Search code examples
java-streamgroupingby

Java8-stream complex groupingBy


I want to do groupingBy and create a map that return me <Integer, List<Long>> my model is as below

public class Partition {
    private String tableName;
    private int vendorKey;
    private int retailerKey;
    private int periodKey;
    private int amtKey;
    private int partitionId;
}
    
public class JobQueue {

    private List<Partition> partitions;
    private int transformId;
    private long processKey;
    private String configId;
   
}

I have written code using old java way and Want to rewritten below code in java-8 using groupingBy

Map<Integer, List<Long>> processKeyMap = new HashMap<>();
        queues.forEach(q -> q.getPartitions().forEach(p -> {
                    int key = p.getPartitionId();
                    if (processKeyMap.containsKey(key)) {
                        List<Long> processKeys = processKeyMap.get(key);
                        processKeys.add(q.getProcessKey());
                        processKeyMap.put(key, processKeys);
                    } else {
                        processKeyMap.put(p.getPartitionId(), new ArrayList<>(Collections.singletonList(q.getProcessKey())));
                    }
                }
        ));

Thank you in advance


Solution

  • First, your current solution wastes time creating new Lists and then replacing them in the map. You can do it like this.

    • first if the map doesn't contain the key (partitionId), then add it with an empty list.
    • then continue to the next statement and get the list for that key (it must be there since you either just added it or it was there before) and add the value (processKey) to that retrieved list.
    Map<Integer, List<Long>> processKeyMap = new HashMap<>();
    queues.forEach(q -> q.getPartitions().forEach(p -> {
        int key = p.getPartitionId();
        if (!processKeyMap.containsKey(key)) {
            processKeyMap.put(key, new ArrayList<>());
        }
        processKeyMap.get(key).add(q.getProcessKey());
    
    }));
    

    Using Java 8+ compute methods added to the Map interface, this does the same thing with a single statement. Although a streams/groupingBy solution is possible, the following is, imho, easier and a more straight forward solution.

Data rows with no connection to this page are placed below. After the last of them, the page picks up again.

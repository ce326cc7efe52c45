use chrono::{DateTime, Utc};
use ledger_domain::event::{
    Assessment, DuplicateConfirmed, DuplicateRejected, EventPayload, SuggestionAssessment,
    TransactionPair,
};
use ledger_domain::Event;
use uuid::Uuid;

use crate::duplicate::DuplicateMatch;
use crate::error::CoreError;
use crate::event_log::EventLog;

/// The user's choice when reviewing a suggested duplicate pair.
#[derive(Debug, Clone, Copy, PartialEq, Eq)]
pub enum ReviewChoice {
    /// Keep the pair, preferring the second (latest) transaction's description.
    UseLatest,
    /// Keep the pair, preferring the first (original) transaction's description.
    UseOriginal,
    /// The pair is not a duplicate.
    NotADuplicate,
}

#[derive(Debug, Clone)]
pub struct ReviewDecision {
    pub choice: ReviewChoice,
    pub rationale: Option<String>,
}

#[derive(Debug, Clone, Copy, PartialEq)]
pub struct ReviewSummary {
    pub total_matches: usize,
    pub oracle_predicted_duplicates: usize,
    pub oracle_predicted_not_duplicates: usize,
    pub user_confirmed: usize,
    pub user_rejected: usize,
    pub feedback_count: usize,
}

/// Pure transformation of user decisions into correctly-typed events.
/// Contains no I/O beyond the event log handed to it; isolates business
/// rules from any UI.
pub struct ReviewWorkflowService<'a, L> {
    event_log: &'a L,
}

impl<'a, L: EventLog> ReviewWorkflowService<'a, L> {
    pub fn new(event_log: &'a L) -> Self {
        Self { event_log }
    }

    /// Appends a `DuplicateSuggested` event with the exact schema: the
    /// embedded assessment carries only `is_duplicate`, `confidence`,
    /// `reasoning`, and the full pair — never derived booleans.
    pub fn create_suggestion_event(
        &self,
        pair: &TransactionPair,
        assessment: &Assessment,
        model: &str,
        prompt_version: &str,
        now: DateTime<Utc>,
    ) -> Result<Uuid, CoreError> {
        if !(0.0..=1.0).contains(&assessment.confidence) {
            return Err(CoreError::Validation(format!(
                "confidence {} outside [0, 1]",
                assessment.confidence
            )));
        }
        let payload = EventPayload::DuplicateSuggested(ledger_domain::event::DuplicateSuggested {
            transaction_id_1: pair.txn1_id().to_string(),
            transaction_id_2: pair.txn2_id().to_string(),
            confidence: assessment.confidence,
            reasoning: assessment.reasoning.clone(),
            model: model.to_string(),
            prompt_version: prompt_version.to_string(),
            assessment: SuggestionAssessment::new(assessment.clone(), pair.clone()),
        });
        let event = Event::new(now, payload);
        let event_id = event.event_id;
        self.event_log
            .append(&event)
            .map_err(|e| CoreError::Storage(e.to_string()))?;
        Ok(event_id)
    }

    /// Translates a decision into a `DuplicateConfirmed` or
    /// `DuplicateRejected` event and appends it.
    ///
    /// `llm_was_correct` is set by comparing the oracle's `is_duplicate`
    /// to the user's choice: true for a confirm iff the oracle predicted
    /// a duplicate, true for a reject iff the oracle predicted it was
    /// *not* a duplicate.
    pub fn process_decision(
        &self,
        decision: &ReviewDecision,
        pair: &TransactionPair,
        assessment: &Assessment,
        suggestion_event_id: Uuid,
        now: DateTime<Utc>,
    ) -> Result<Event, CoreError> {
        let payload = match decision.choice {
            ReviewChoice::NotADuplicate => EventPayload::DuplicateRejected(DuplicateRejected {
                suggestion_event_id,
                transaction_id_1: pair.txn1_id().to_string(),
                transaction_id_2: pair.txn2_id().to_string(),
                user_rationale: decision.rationale.clone(),
                llm_was_correct: !assessment.is_duplicate,
            }),
            ReviewChoice::UseLatest | ReviewChoice::UseOriginal => {
                let canonical_description = match decision.choice {
                    ReviewChoice::UseLatest => pair.txn2_description().to_string(),
                    _ => pair.txn1_description().to_string(),
                };
                EventPayload::DuplicateConfirmed(DuplicateConfirmed {
                    suggestion_event_id,
                    primary_transaction_id: pair.txn1_id().to_string(),
                    duplicate_transaction_id: pair.txn2_id().to_string(),
                    canonical_description,
                    user_rationale: decision.rationale.clone(),
                    llm_was_correct: assessment.is_duplicate,
                })
            }
        };
        let event = Event::new(now, payload);
        self.event_log
            .append(&event)
            .map_err(|e| CoreError::Storage(e.to_string()))?;
        Ok(event)
    }

    /// Inspects learned-pattern strings for phrases indicating a user
    /// preference, returning a default choice and hint text.
    pub fn smart_default(learned_patterns: &[String]) -> (ReviewChoice, String) {
        for pattern in learned_patterns {
            if pattern.contains("User prefers latest") {
                let hint = extract_percentage_hint(pattern, "latest");
                return (ReviewChoice::UseLatest, hint);
            }
            if pattern.contains("User prefers original") {
                let hint = extract_percentage_hint(pattern, "original");
                return (ReviewChoice::UseOriginal, hint);
            }
        }
        (ReviewChoice::UseLatest, String::new())
    }

    /// Counts total matches, oracle-predicted duplicates vs
    /// non-duplicates, user-confirmed, user-rejected, and feedback volume.
    pub fn build_summary(matches: &[DuplicateMatch], feedback: &[ReviewChoice]) -> ReviewSummary {
        let oracle_predicted_duplicates =
            matches.iter().filter(|m| m.assessment.is_duplicate).count();
        let user_confirmed = feedback
            .iter()
            .filter(|c| matches!(c, ReviewChoice::UseLatest | ReviewChoice::UseOriginal))
            .count();
        let user_rejected = feedback
            .iter()
            .filter(|c| matches!(c, ReviewChoice::NotADuplicate))
            .count();
        ReviewSummary {
            total_matches: matches.len(),
            oracle_predicted_duplicates,
            oracle_predicted_not_duplicates: matches.len() - oracle_predicted_duplicates,
            user_confirmed,
            user_rejected,
            feedback_count: feedback.len(),
        }
    }
}

fn extract_percentage_hint(pattern: &str, preference: &str) -> String {
    let digits: String = pattern
        .chars()
        .skip_while(|c| !c.is_ascii_digit())
        .take_while(|c| c.is_ascii_digit())
        .collect();
    if digits.is_empty() {
        format!("learned: prefers {preference}")
    } else {
        format!("learned: {digits}% prefer {preference}")
    }
}
use ledger_domain::{BudgetRecord, TransactionRecord};

use crate::error::CoreError;

/// Materialized, queryable transaction projection. `rebuild_from_scratch`
/// goes through this store via `clear` + repeated `upsert`; incremental
/// replay goes through `upsert` alone.
pub trait TransactionProjectionStore {
    fn clear(&self) -> Result<(), CoreError>;
    fn get(&self, transaction_id: &str) -> Result<Option<TransactionRecord>, CoreError>;
    fn upsert(&self, record: &TransactionRecord) -> Result<(), CoreError>;
    /// All transactions, ordered by `(transaction_date, account_id)`.
    /// Excludes records with `is_duplicate = true` unless
    /// `include_duplicates` is set.
    fn get_all(&self, include_duplicates: bool) -> Result<Vec<TransactionRecord>, CoreError>;
}

/// Materialized, queryable budget projection.
pub trait BudgetProjectionStore {
    fn clear(&self) -> Result<(), CoreError>;
    fn get(&self, budget_id: &str) -> Result<Option<BudgetRecord>, CoreError>;
    fn upsert(&self, record: &BudgetRecord) -> Result<(), CoreError>;
    fn get_active(&self) -> Result<Vec<BudgetRecord>, CoreError>;
}

/// The `(key, value)` table tracking the last-applied event sequence
/// number — the sole basis for distinguishing an up-to-date projection
/// from a stale one.
pub trait ProjectionMetadataStore {
    fn get_last_sequence(&self) -> Result<u64, CoreError>;
    fn set_last_sequence(&self, sequence: u64) -> Result<(), CoreError>;
    fn clear(&self) -> Result<(), CoreError>;
}
use ledger_domain::Event;

use crate::error::CoreError;

/// Append-only, sequenced storage of typed events. Implementations
/// (see `ledger-storage-sqlite`) guarantee that `append` either fully
/// succeeds or leaves the log unchanged, and that sequence numbers are
/// strictly increasing with no gaps.
pub trait EventLog {
    /// Appends an event, returning its assigned sequence number.
    fn append(&self, event: &Event) -> Result<u64, CoreError>;

    /// All events in sequence order.
    fn get_all(&self) -> Result<Vec<Event>, CoreError>;

    /// All events of a given discriminator, in sequence order.
    fn get_by_type(&self, event_type: &str) -> Result<Vec<Event>, CoreError>;

    /// All events whose aggregate matches, in sequence order.
    fn get_by_aggregate(
        &self,
        aggregate_type: &str,
        aggregate_id: &str,
    ) -> Result<Vec<Event>, CoreError>;

    /// All events with sequence strictly greater than `sequence_number`,
    /// in sequence order.
    fn get_since(&self, sequence_number: u64) -> Result<Vec<Event>, CoreError>;

    /// The current maximum sequence number, or 0 if the log is empty.
    fn latest_sequence(&self) -> Result<u64, CoreError>;
}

    • computeIfAbsent - put the key and a value in the map if it is not there. It then either returns the just added value or the one already associated with that key. In both cases that is the list where the processKey is added.
    Map<Integer, List<Long>> processKeyMap = new HashMap<>();
    queues.forEach(q -> q.getPartitions()
            .forEach(p -> processKeyMap
                    .computeIfAbsent(p.getPartitionId(),
                            v -> new ArrayList<Long>())
                    .add(q.getProcessKey())));
    

    Streams solution using groupingBy. They may be a better way to do this with streams.

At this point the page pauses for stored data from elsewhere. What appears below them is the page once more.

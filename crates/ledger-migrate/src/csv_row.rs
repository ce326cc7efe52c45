use serde::Deserialize;

/// One row of the legacy transaction CSV. Transfer-link and split
/// columns are not modeled here; the core never interprets them, per
/// the external interfaces contract — callers that need them read the
/// raw CSV themselves.
#[derive(Debug, Clone, Deserialize)]
pub struct CsvRow {
    pub row_type: String,
    pub transaction_id: String,
    pub date: String,
    pub description: String,
    pub amount: String,
    pub currency: String,
    pub account_id: String,
    #[serde(default)]
    pub category: String,
    #[serde(default)]
    pub subcategory: String,
    #[serde(default)]
    pub source_file: String,
    #[serde(default)]
    pub metadata_json: String,
}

    • stream the JobQueue instances.
    • then stream each JQ's Partition instances, packaging selected info in a Map.entry(partitionId, processKey) as an interim key, value pair
    • then group them by the Entry key and map to the Entry value, prior to putting the processKeys in a list.
    Map<Integer, List<Long>> processKeyMap = queues.stream()
             .flatMap(q -> q.getPartitions().stream().map(
                     p -> Map.entry(p.getPartitionId(), q.getProcessKey())))
             .collect(Collectors.groupingBy(Entry::getKey, Collectors
                     .mapping(Entry::getValue, Collectors.toList())));